Roads to Roam 

Inner Roads takes at-risk youth and their families to new heights

“Nature,” writes Lucius Seneca, “has given us the seeds of knowledge, not knowledge itself.”

This summer, a new program for teens called Inner Roads will help nurture those seeds by taking 10 at-risk teenagers and their families from the Missoula area into the heart of the Montana wilderness. For 24 days, teens with emotional or psychological problems—depression, substance abuse, truancy, even criminal behavior—will backpack in the Bob Marshall Wilderness and use the challenges of backcountry living to develop a sense of personal responsibility, teamwork and self-worth.

While they’re away and after they return, their parents or guardians will attend an intensive series of parenting classes with mental health professionals, working on ways to transpose the lessons learned in the wilderness back into community life.

But unlike most wilderness-based programs, which can cost upward of $400 per day, Inner Roads will cost the teens and their families nothing, except for a firm desire and commitment to change the troubled road they’re on.

Inner Roads is the brainchild of co-directors Erika Czerwinski and Michael Hudson, both of whom have years of experience in wilderness-based therapy. This time around, their goal is to target local teens from families who cannot afford expensive wilderness programs and whose therapeutic needs would otherwise go unmet.

“One of our goals was finding a niche for the kids who are getting into trouble and starting to spin out a little bit, but haven’t been adjudicated yet,” says Czerwinski. “They’re going to be a lot more successful if that intervention comes earlier rather than later.”

Wilderness-based therapy is hardly unexplored terrain. For years programs like Outward Bound have taken at-risk youth into the woods and used the challenges of the physical landscape to help teens develop tools for navigating the troubled emotional and psychological landscapes of their daily lives.

What’s unique about Inner Roads, however, is its ambitious goal of bridging the lessons of the wilderness with their lives back in Missoula.

“Wilderness therapy … does a great job at giving kids a lot of new tools and very powerful experiences that get them motivated to start taking steps in the right direction,” explains Hudson. “The problem is when they transition back home and their parents haven’t been doing the work and the community doesn’t understand what they’ve been through.

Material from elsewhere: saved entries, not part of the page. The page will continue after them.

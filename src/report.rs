// Response objects for front ends.
//
// The shapes a web front end returns to its client: a JSON summary after
// compression, download headers after decompression, and a JSON error
// object for either direction. The CLI prints the same objects with
// `--json`.

use serde::Serialize;

use crate::container::decoder::{DecodeError, Decoded, Format};
use crate::container::encoder::{self, EncodeError};
use crate::io::{CompressStats, DecompressStats, IoError};

/// Suggestion attached to every decompression failure.
pub const DECOMPRESS_SUGGESTION: &str =
    "Try uploading a different compressed file or check if the file was compressed by this portal";

/// URL prefix under which stored containers are served.
pub const DOWNLOAD_PREFIX: &str = "/compressed/";

// ---------------------------------------------------------------------------
// Compress summary
// ---------------------------------------------------------------------------

/// Summary returned after a successful compression.
#[derive(Debug, Clone, PartialEq, Serialize)]
#[serde(rename_all = "camelCase")]
pub struct CompressReport {
    pub success: bool,
    pub original_size: u64,
    pub compressed_size: u64,
    /// Percentage with two decimals, e.g. `"87.50%"`.
    pub compression_ratio: String,
    pub download_path: String,
    pub filename: String,
}

impl CompressReport {
    pub fn new(original_size: u64, compressed_size: u64, container_name: &str) -> Self {
        Self {
            success: true,
            original_size,
            compressed_size,
            compression_ratio: encoder::format_ratio(original_size, compressed_size),
            download_path: format!("{DOWNLOAD_PREFIX}{container_name}"),
            filename: container_name.to_owned(),
        }
    }
}

impl From<&CompressStats> for CompressReport {
    fn from(stats: &CompressStats) -> Self {
        Self::new(
            stats.original_size,
            stats.container_size,
            &stats.container_name,
        )
    }
}

// ---------------------------------------------------------------------------
// Decompress headers
// ---------------------------------------------------------------------------

/// Headers sent with a recovered payload.
#[derive(Debug, Clone, PartialEq, Eq, Serialize)]
#[serde(rename_all = "camelCase")]
pub struct DecompressHeaders {
    pub content_disposition: String,
    pub content_type: String,
    pub content_length: u64,
    /// Which decode stage succeeded, as a human-readable description.
    pub compression_info: String,
}

impl DecompressHeaders {
    pub fn from_decoded(decoded: &Decoded) -> Self {
        Self::new(
            &decoded.filename,
            decoded.payload.len() as u64,
            decoded.format,
        )
    }

    fn new(filename: &str, content_length: u64, format: Format) -> Self {
        Self {
            content_disposition: content_disposition(filename),
            content_type: "application/octet-stream".to_owned(),
            content_length,
            compression_info: format.description().to_owned(),
        }
    }

    /// Header name/value pairs in the order they are sent.
    pub fn to_pairs(&self) -> [(&'static str, String); 4] {
        [
            ("Content-Disposition", self.content_disposition.clone()),
            ("Content-Type", self.content_type.clone()),
            ("Content-Length", self.content_length.to_string()),
            ("X-Compression-Info", self.compression_info.clone()),
        ]
    }
}

impl From<&DecompressStats> for DecompressHeaders {
    fn from(stats: &DecompressStats) -> Self {
        Self::new(&stats.filename, stats.output_size, stats.format)
    }
}

/// `attachment; filename="..."; filename*=UTF-8''...` for a sanitized name.
///
/// The plain `filename` parameter carries an ASCII rendition (non-ASCII
/// characters become `_`); `filename*` carries the exact name.
pub fn content_disposition(filename: &str) -> String {
    let ascii: String = filename
        .chars()
        .map(|c| if c.is_ascii() && c != '"' { c } else { '_' })
        .collect();
    format!(
        "attachment; filename=\"{ascii}\"; filename*=UTF-8''{}",
        percent_encode(filename)
    )
}

/// Percent-encode with the `encodeURIComponent` unreserved set.
pub fn percent_encode(text: &str) -> String {
    let mut out = String::with_capacity(text.len());
    for &b in text.as_bytes() {
        match b {
            b'A'..=b'Z'
            | b'a'..=b'z'
            | b'0'..=b'9'
            | b'-'
            | b'_'
            | b'.'
            | b'!'
            | b'~'
            | b'*'
            | b'\''
            | b'('
            | b')' => out.push(b as char),
            _ => out.push_str(&format!("%{b:02X}")),
        }
    }
    out
}

// ---------------------------------------------------------------------------
// Errors
// ---------------------------------------------------------------------------

/// Which direction a failed request was going.
#[derive(Debug, Clone, Copy, PartialEq, Eq)]
pub enum Operation {
    Compress,
    Decompress,
}

/// Structured error object: `{ "error": ..., "details"?: ..., "suggestion"?: ... }`.
#[derive(Debug, Clone, PartialEq, Eq, Serialize)]
pub struct ErrorReport {
    /// HTTP status a web front end would answer with.
    #[serde(skip)]
    pub status: u16,
    pub error: String,
    #[serde(skip_serializing_if = "Option::is_none")]
    pub details: Option<String>,
    #[serde(skip_serializing_if = "Option::is_none")]
    pub suggestion: Option<String>,
}

impl ErrorReport {
    pub fn new(status: u16, error: impl Into<String>) -> Self {
        Self {
            status,
            error: error.into(),
            details: None,
            suggestion: None,
        }
    }

    pub fn with_details(mut self, details: impl Into<String>) -> Self {
        self.details = Some(details.into());
        self
    }

    pub fn with_suggestion(mut self, suggestion: impl Into<String>) -> Self {
        self.suggestion = Some(suggestion.into());
        self
    }

    /// Map a failed operation to the error object the client sees.
    pub fn for_error(op: Operation, err: &IoError) -> Self {
        if let IoError::Policy(policy) = err {
            return Self::new(400, policy.to_string());
        }

        match op {
            Operation::Compress => {
                Self::new(500, "Compression failed").with_details(cause_message(err))
            }
            Operation::Decompress => {
                let error = match err {
                    IoError::Decode(DecodeError::NotCompressed) => {
                        "File is not a valid compressed file"
                    }
                    IoError::Encode(EncodeError::MetadataTooLarge { .. }) => {
                        "File metadata is corrupted or too large"
                    }
                    _ => "Decompression failed",
                };
                Self::new(400, error)
                    .with_details(cause_message(err))
                    .with_suggestion(DECOMPRESS_SUGGESTION)
            }
        }
    }
}

/// The innermost message, without the `IoError` variant prefix.
fn cause_message(err: &IoError) -> String {
    match err {
        IoError::Io(e) => e.to_string(),
        IoError::Encode(e) => e.to_string(),
        IoError::Decode(e) => e.to_string(),
        IoError::Policy(e) => e.to_string(),
    }
}

// ---------------------------------------------------------------------------
// Tests
// ---------------------------------------------------------------------------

Then there’s very little chance of holding on to what they’ve learned.”

As a result, Inner Roads will establish a mentorship program similar to Big Brothers and Big Sisters that will pair teens up with an older mentor who will meet with them regularly once the program is over. Staff will also stay in weekly contact with their families throughout the years to gauge their progress.

Nationally, the statistics on teenagers with unmet emotional or psychiatric needs are profound. A U.S. Surgeon General’s report from January estimates that 20 percent of kids with psychiatric problems will never receive treatment. In Montana, where one in five teens lives in poverty, the rate of teenage suicide is the fourth highest in the nation, with suicide the second leading cause of adolescent death.

But programs like Inner Roads go a long way toward breaking the cycle of teen depression, alienation and criminal behavior. Studies of wilderness-based therapy programs have shown that juvenile offenders who go through such therapy are two to three times less likely to become repeat offenders as those who don’t.

Interestingly, while teens from wealthier families may have better access to treatment and therapy programs, those from lower-income families often do as well—or better—in the wilderness.

“I remember doing a trip with one kid from a low socioeconomic group and he’d been homeless for a period of time,” recalls Hudson. “The other kids were all from upper-middle class families to very wealthy families. He ended up being the leader of the group and they had a lot of respect for him, partly because of his innate survival skills, his ability to read people and his ability to work collaboratively with other people. He understood the importance of being in a group.”

“Inner Roads gives the kids an opportunity to face challenges as far as Mother Nature is concerned that they can’t manipulate their way through,” says Joel Stinton, club coordinator for the Missoula Boys and Girls Club. “They can skip school and they can skip appointments with their counselor or probation officer, but they can’t skip their experience out in the woods.”

Admittedly, measuring the success of wilderness programs is not always a cut and dry affair. Hudson and Czerwinski say they will look at quantitative indicators like rates of truancy, criminal offenses and psychiatric hospitalizations before and after the program, as well as periodic reports from parents, school officials, cases workers and psychologists.

But in the long run, the success of Inner Roads will likely be measured in less tangible ways.

Czerwinski recalls a letter she received from one teenaged girl she worked with one summer who at the start of the program was “sort of a princess” who worried mostly about her hair and nail polish. Afterwards, however, her priorities took a decided turn.

“She’s a 15-year-old girl who never would have been caught dead in the woods,” says Czerwinski. “Now she tells her mom that one of the things she really wants to do is go into psychiatry and do wilderness therapy with kids like herself.”